■ **DATA SUPPLIED**:
────
#[derive(Debug, Clone, Serialize, Deserialize, PartialEq)]
#[serde(rename_all = "camelCase")]
pub struct RefreshTokenRequest {
    pub refresh_token: String,
}

/// Tokens issued by the refresh endpoint. `refresh_token` is only present
/// when the server rotates it.
#[derive(Debug, Clone, Serialize, Deserialize, PartialEq)]
#[serde(rename_all = "camelCase")]
pub struct RefreshTokenResponse {
    pub access_token: String,
    #[serde(default)]
    pub refresh_token: Option<String>,
}

#[derive(Debug, Clone, Serialize, Deserialize, PartialEq)]
#[serde(rename_all = "camelCase")]
pub struct ForgotPasswordRequest {
    pub email: String,
}

#[derive(Debug, Clone, Serialize, Deserialize, PartialEq)]
#[serde(rename_all = "camelCase")]
pub struct ResetPasswordRequest {
    pub token: String,
    pub password: String,
}

#[derive(Debug, Clone, Serialize, Deserialize, PartialEq)]
#[serde(rename_all = "camelCase")]
pub struct ChangePasswordRequest {
    pub current_password: String,
    pub new_password: String,
}

// --- Services ---

#[derive(Debug, Clone, Serialize, Deserialize, PartialEq)]
#[serde(rename_all = "camelCase")]
pub struct ServiceCategory {
    pub id: String,
    pub name: String,
    #[serde(default)]
    pub slug: Option<String>,
    #[serde(default)]
    pub icon: Option<String>,
    #[serde(default)]
    pub service_count: Option<u32>,
}

#[derive(Debug, Clone, Serialize, Deserialize, PartialEq)]
#[serde(rename_all = "camelCase")]
pub struct Service {
    pub id: String,
    pub name: String,
    #[serde(default)]
    pub description: Option<String>,
    pub category_id: String,
    pub specialist_id: String,
    pub base_price: f64,
    #[serde(default = "default_currency")]
    pub currency: String,
    /// Duration in minutes
    pub duration: u32,
    #[serde(default)]
    pub images: Vec<String>,
    #[serde(default = "default_true")]
    pub is_active: bool,
    #[serde(default)]
    pub rating: Option<f64>,
    #[serde(default)]
    pub review_count: Option<u32>,
}

#[derive(Debug, Clone, Serialize, Deserialize, PartialEq)]
#[serde(rename_all = "camelCase")]
pub struct CreateServiceRequest {
    pub name: String,
    pub description: String,
    pub category_id: String,
    pub base_price: f64,
    pub currency: String,
    pub duration: u32,
    #[serde(default)]
    pub images: Vec<String>,
}

#[derive(Debug, Clone, Default, Serialize, Deserialize, PartialEq)]
#[serde(rename_all = "camelCase")]
pub struct UpdateServiceRequest {
    #[serde(skip_serializing_if = "Option::is_none")]
    pub name: Option<String>,
    #[serde(skip_serializing_if = "Option::is_none")]
    pub description: Option<String>,
    #[serde(skip_serializing_if = "Option::is_none")]
    pub base_price: Option<f64>,
    #[serde(skip_serializing_if = "Option::is_none")]
    pub duration: Option<u32>,
    #[serde(skip_serializing_if = "Option::is_none")]
    pub is_active: Option<bool>,
}

#[derive(Debug, Clone, Default, PartialEq)]
pub struct ServiceFilters {
    pub category_id: Option<String>,
    pub search: Option<String>,
    pub min_price: Option<f64>,
    pub max_price: Option<f64>,
    pub near: Option<GeoPoint>,
    pub radius_km: Option<f64>,
    pub sort_by: Option<String>,
    pub page: Option<u32>,
    pub limit: Option<u32>,
}

impl ServiceFilters {
    pub fn to_query(&self) -> Vec<(String, String)> {
        let mut query = Vec::new();
        push_opt(&mut query, "category", self.category_id.as_ref());
        push_opt(&mut query, "search", self.search.as_ref());
        push_opt(&mut query, "minPrice", self.min_price);
        push_opt(&mut query, "maxPrice", self.max_price);
        if let Some(point) = self.near {
            query.push(("lat".to_string(), point.latitude.to_string()));
            query.push(("lng".to_string(), point.longitude.to_string()));
        }
        push_opt(&mut query, "radius", self.radius_km);
        push_opt(&mut query, "sortBy", self.sort_by.as_ref());
        push_opt(&mut query, "page", self.page);
        push_opt(&mut query, "limit", self.limit);
        query
    }
}

// --- Bookings ---

/// Booking lifecycle status. Serialized upper-case; the mini-app's lower-case
/// spellings are accepted on input.
#[derive(Debug, Clone, Copy, Serialize, Deserialize, PartialEq, Eq, Hash)]
pub enum BookingStatus {
    #[serde(rename = "PENDING", alias = "pending")]
    Pending,
    #[serde(rename = "CONFIRMED", alias = "confirmed")]
    Confirmed,
    #[serde(rename = "IN_PROGRESS", alias = "in_progress")]
    InProgress,
    #[serde(rename = "COMPLETED", alias = "completed")]
    Completed,
    #[serde(rename = "CANCELLED", alias = "cancelled")]
    Cancelled,
    #[serde(rename = "REJECTED", alias = "rejected")]
    Rejected,
    #[serde(rename = "NO_SHOW", alias = "no_show")]
    NoShow,
}

impl BookingStatus {
    pub fn as_str(&self) -> &'static str {
        match self {
            BookingStatus::Pending => "PENDING",
            BookingStatus::Confirmed => "CONFIRMED",
            BookingStatus::InProgress => "IN_PROGRESS",
            BookingStatus::Completed => "COMPLETED",
            BookingStatus::Cancelled => "CANCELLED",
            BookingStatus::Rejected => "REJECTED",
            BookingStatus::NoShow => "NO_SHOW",
        }
    }

    pub fn is_terminal(&self) -> bool {
        matches!(
            self,
            BookingStatus::Completed
                | BookingStatus::Cancelled
                | BookingStatus::Rejected
                | BookingStatus::NoShow
        )
    }
}

#[derive(Debug, Clone, Serialize, Deserialize, PartialEq)]
#[serde(rename_all = "camelCase")]
pub struct Booking {
    pub id: String,
    pub status: BookingStatus,
    #[serde(default)]
    pub service_id: Option<String>,
    #[serde(default)]
    pub customer_id: Option<String>,
    #[serde(default)]
    pub specialist_id: Option<String>,
    #[serde(default)]
    pub scheduled_at: Option<DateTime<Utc>>,
    /// Duration in minutes
    #[serde(default)]
    pub duration: Option<u32>,
    #[serde(default)]
    pub total_amount: Option<f64>,
    #[serde(default)]
    pub currency: Option<String>,
    #[serde(default)]
    pub notes: Option<String>,
    #[serde(default)]
    pub address: Option<Address>,
    #[serde(default)]
    pub service: Option<Service>,
    #[serde(default)]
    pub created_at: Option<DateTime<Utc>>,
    #[serde(default)]
    pub updated_at: Option<DateTime<Utc>>,
}

#[derive(Debug, Clone, Serialize, Deserialize, PartialEq)]
#[serde(rename_all = "camelCase")]
pub struct CreateBookingRequest {
    pub service_id: String,
    pub scheduled_at: DateTime<Utc>,
    #[serde(default, skip_serializing_if = "Option::is_none")]
    pub specialist_id: Option<String>,
    #[serde(default, skip_serializing_if = "Option::is_none")]
    pub duration: Option<u32>,
    #[serde(default, skip_serializing_if = "Option::is_none")]
    pub notes: Option<String>,
    #[serde(default, skip_serializing_if = "Option::is_none")]
    pub address_id: Option<String>,
    #[serde(default, skip_serializing_if = "Option::is_none")]
    pub payment_method_id: Option<String>,
    #[serde(default, skip_serializing_if = "Option::is_none")]
    pub loyalty_points_used: Option<u32>,
}

#[derive(Debug, Clone, Default, Serialize, Deserialize, PartialEq)]
#[serde(rename_all = "camelCase")]
pub struct UpdateBookingRequest {
    #[serde(skip_serializing_if = "Option::is_none")]
    pub scheduled_at: Option<DateTime<Utc>>,
    #[serde(skip_serializing_if = "Option::is_none")]
    pub notes: Option<String>,
    #[serde(skip_serializing_if = "Option::is_none")]
    pub address_id: Option<String>,
}

#[derive(Debug, Clone, Default, Serialize, Deserialize, PartialEq)]
#[serde(rename_all = "camelCase")]
pub struct CancelBookingRequest {
    #[serde(skip_serializing_if = "Option::is_none")]
    pub reason: Option<String>,
}

#[derive(Debug, Clone, Serialize, Deserialize, PartialEq)]
#[serde(rename_all = "camelCase")]
pub struct UpdateBookingStatusRequest {
    pub status: BookingStatus,
    #[serde(default, skip_serializing_if = "Option::is_none")]
    pub reason: Option<String>,
}

#[derive(Debug, Clone, Default, PartialEq)]
pub struct BookingFilters {
    pub status: Option<BookingStatus>,
    pub from: Option<DateTime<Utc>>,
    pub to: Option<DateTime<Utc>>,
    pub page: Option<u32>,
    pub limit: Option<u32>,
}

impl BookingFilters {
    pub fn to_query(&self) -> Vec<(String, String)> {
        let mut query = Vec::new();
        push_opt(&mut query, "status", self.status.map(|s| s.as_str()));
        push_opt(&mut query, "from", self.from.map(|d| d.to_rfc3339()));
        push_opt(&mut query, "to", self.to.map(|d| d.to_rfc3339()));
        push_opt(&mut query, "page", self.page);
        push_opt(&mut query, "limit", self.limit);
        query
    }
}

// --- Specialists ---

#[derive(Debug, Clone, Serialize, Deserialize, PartialEq)]
#[serde(rename_all = "camelCase")]
pub struct Specialist {
    pub id: String,
    pub user_id: String,
    #[serde(default)]
    pub business_name: Option<String>,
    #[serde(default)]
    pub bio: Option<String>,
    #[serde(default)]
    pub experience_years: Option<u32>,
    #[serde(default)]
    pub rating: Option<f64>,
    #[serde(default)]
    pub review_count: u32,
    #[serde(default)]
    pub is_verified: bool,
    #[serde(default)]
    pub is_online: bool,
    #[serde(default)]
    pub location: Option<GeoPoint>,
    #[serde(default)]
    pub services: Vec<Service>,
}

#[derive(Debug, Clone, Serialize, Deserialize, PartialEq)]
#[serde(rename_all = "camelCase")]
pub struct AvailabilitySlot {
    pub start: DateTime<Utc>,
    pub end: DateTime<Utc>,
    #[serde(default = "default_true")]
    pub available: bool,
}

#[derive(Debug, Clone, Serialize, Deserialize, PartialEq)]
#[serde(rename_all = "camelCase")]
pub struct WorkingHours {
    /// 0 = Sunday
    pub day_of_week: u8,
    pub start_time: String,
    pub end_time: String,
    pub is_working: bool,
}

#[derive(Debug, Clone, Serialize, Deserialize, PartialEq)]
#[serde(rename_all = "camelCase")]
pub struct SpecialistStats {
    pub total_bookings: u64,
    pub completed_bookings: u64,
    pub total_earnings: f64,
    #[serde(default)]
    pub average_rating: Option<f64>,
    #[serde(default)]
    pub upcoming_bookings: u64,
}

// --- Reviews ---

#[derive(Debug, Clone, Serialize, Deserialize, PartialEq)]
#[serde(rename_all = "camelCase")]
pub struct Review {
    pub id: String,
    pub booking_id: String,
    pub specialist_id: String,
    #[serde(default)]
    pub reviewer_id: Option<String>,
    pub rating: u8,
    #[serde(default)]
    pub comment: Option<String>,
    #[serde(default)]
    pub response: Option<String>,
    #[serde(default)]
    pub tags: Vec<String>,
    #[serde(default)]
    pub created_at: Option<DateTime<Utc>>,
}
────
■ **WHAT THE TASK ASKS**:
Quote the data above verbatim from its first line to the line that includes "is only present", with both boundary lines retained.

■ **EXERCISE RESPONSE**:
#[derive(Debug, Clone, Serialize, Deserialize, PartialEq)]
#[serde(rename_all = "camelCase")]
pub struct RefreshTokenRequest {
    pub refresh_token: String,
}

/// Tokens issued by the refresh endpoint. `refresh_token` is only present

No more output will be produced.